Exercise details - In the records below, find the line with "mod config;"; retype that line and all the following lines through the end, exactly, and add nothing.

Study material -

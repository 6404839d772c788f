//! MongoDB implementation of the run store.

mod config;
mod connection;
mod error;
mod models;
mod store;

pub use config::MongoConfig;
pub use error::MongoDaoError;
pub use store::MongoRunStore;

use crate::dao::storage::StorageError;

impl From<MongoDaoError> for StorageError {
    fn from(err: MongoDaoError) -> Self {
        StorageError::unavailable(err.to_string(), err)
    }
}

Response area -
mod config;
mod connection;
mod error;
mod models;
mod store;

pub use config::MongoConfig;
pub use error::MongoDaoError;
pub use store::MongoRunStore;

use crate::dao::storage::StorageError;

impl From<MongoDaoError> for StorageError {
    fn from(err: MongoDaoError) -> Self {
        StorageError::unavailable(err.to_string(), err)
    }
}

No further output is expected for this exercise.